Het blijkt echter in de praktijk een lastig proces om accountants in Europa allemaal volgens dezelfde standaarden te laten werken. Een belangrijke rol ligt bij de International Auditing and Assurance Standards Board (IAASB), die onder de vleugels van de International Federation of Accountants (IFAC) verantwoordelijk is voor het formuleren van standaarden op het gebied van controle en kwaliteit. De IAASB heeft met ingang van september 2004 voor het eerst een fulltime voorzitter. De Brit John Kellas, voorheen partner bij KPMG Londen.
Niet-accountants
Wat zijn de belangrijkste ontwikkelingen van de afgelopen jaren binnen de IAASB?

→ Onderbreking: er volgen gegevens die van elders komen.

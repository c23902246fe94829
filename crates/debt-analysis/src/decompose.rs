//! Additive seasonal decomposition with a fixed period.

use debt_model::DecompositionRow;
use tracing::info;

/// Periodicity of the seasonal component.
pub const PERIOD: usize = 3;

/// Decomposition needs more than two full periods.
pub const MIN_OBSERVATIONS: usize = 2 * PERIOD + 1;

/// Splits `values` into trend, seasonal and residual components.
///
/// Returns `None` when the series has `2 * PERIOD` points or fewer. The trend
/// is a centred moving average and is undefined for the first and last
/// `PERIOD / 2` points, as is the residual.
pub fn seasonal_decompose(years: &[i32], values: &[f64]) -> Option<Vec<DecompositionRow>> {
    let n = values.len().min(years.len());
    if n < MIN_OBSERVATIONS {
        info!(
            observations = n,
            required = MIN_OBSERVATIONS,
            "series too short, decomposition skipped"
        );
        return None;
    }
    let values = &values[..n];

    let trend = centred_moving_average(values);
    let detrended: Vec<Option<f64>> = values
        .iter()
        .zip(&trend)
        .map(|(value, trend)| trend.map(|t| value - t))
        .collect();
    let seasonal_pattern = phase_means(&detrended);

    let rows = years[..n]
        .iter()
        .zip(values)
        .enumerate()
        .map(|(idx, (&year, &original))| {
            let seasonal = seasonal_pattern[idx % PERIOD];
            DecompositionRow {
                year,
                original,
                trend: trend[idx],
                seasonal,
                residual: detrended[idx].map(|d| d - seasonal),
            }
        })
        .collect();
    Some(rows)
}

fn centred_moving_average(values: &[f64]) -> Vec<Option<f64>> {
    let half = PERIOD / 2;
    (0..values.len())
        .map(|idx| {
            if idx < half || idx + half >= values.len() {
                return None;
            }
            let window = &values[idx - half..=idx + half];
            Some(window.iter().sum::<f64>() / PERIOD as f64)
        })
        .collect()
}

/// Mean detrended value per phase, shifted so the pattern sums to zero.
fn phase_means(detrended: &[Option<f64>]) -> [f64; PERIOD] {
    let mut means = [0.0; PERIOD];
    for (phase, mean) in means.iter_mut().enumerate() {
        let defined: Vec<f64> = detrended
            .iter()
            .skip(phase)
            .step_by(PERIOD)
            .filter_map(|value| *value)
            .collect();
        if !defined.is_empty() {
            *mean = defined.iter().sum::<f64>() / defined.len() as f64;
        }
    }
    let centre = means.iter().sum::<f64>() / PERIOD as f64;
    means.map(|mean| mean - centre)
}

#[cfg(test)]
mod tests {
    use super::*;

    fn years(n: usize) -> Vec<i32> {
        (2013..).take(n).collect()
    }

    fn close(a: f64, b: f64) -> bool {
        (a - b).abs() < 1e-9
    }

    #[test]
    fn test_six_points_are_not_decomposed() {
        let values = [1.0, 2.0, 3.0, 4.0, 5.0, 6.0];
        assert!(seasonal_decompose(&years(6), &values).is_none());
    }

    #[test]
    fn test_pure_seasonal_pattern_is_recovered() {
        let values = [3.0, 6.0, 9.0, 3.0, 6.0, 9.0, 3.0];
        let rows = seasonal_decompose(&years(7), &values).expect("decomposed");

        assert_eq!(rows.len(), 7);
        assert_eq!(rows[0].trend, None);
        assert_eq!(rows[6].trend, None);
        assert_eq!(rows[0].residual, None);
        for row in &rows[1..6] {
            assert!(close(row.trend.expect("trend"), 6.0));
            assert!(close(row.residual.expect("residual"), 0.0));
        }
        let seasonal: Vec<f64> = rows.iter().map(|row| row.seasonal).collect();
        for (got, want) in seasonal.iter().zip([-3.0, 0.0, 3.0, -3.0, 0.0, 3.0, -3.0]) {
            assert!(close(*got, want), "{seasonal:?}");
        }
    }

    #[test]
    fn test_irregular_series_components() {
        let values = [1.0, 4.0, 2.0, 8.0, 5.0, 7.0, 3.0];
        let rows = seasonal_decompose(&years(7), &values).expect("decomposed");

        assert!(close(rows[1].trend.expect("trend"), 7.0 / 3.0));
        assert!(close(rows[4].trend.expect("trend"), 20.0 / 3.0));
        assert!(close(rows[0].seasonal, 19.0 / 9.0));
        assert!(close(rows[1].seasonal, -8.0 / 9.0));
        assert!(close(rows[2].seasonal, -11.0 / 9.0));
        assert!(close(rows[6].seasonal, 19.0 / 9.0));
        assert!(close(rows[5].residual.expect("residual"), 2.0 + 11.0 / 9.0));

        // Components add back up wherever the trend is defined.
        for row in rows.iter().filter(|row| row.trend.is_some()) {
            let rebuilt =
                row.trend.unwrap_or_default() + row.seasonal + row.residual.unwrap_or_default();
            assert!(close(rebuilt, row.original));
        }
    }
}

Kellas: “Er is de afgelopen jaren heel veel gebeurd. De rode draad in de veranderingen is dat er veel meer openheid en onafhankelijkheid is gekomen in het proces van de totstandkoming van standaarden. We opereren meer in het daglicht en er zijn meer checks en balances. Dat hervormingsproces is overigens niet pas op gang gekomen na de boekhoudschandalen. De eerste stappen werden in 1998 al gezet, en in 2001 heeft de IFAC een review van de activiteiten van de IAASB uitgevoerd. Met name het proces om tot invoering van controlestandaarden in de Europese Unie te komen, heeft de afgelopen tijd geleid tot veel veranderingen.”
Dat klinkt goed. Maar kunt u ook concrete voorbeelden noemen van die veranderingen?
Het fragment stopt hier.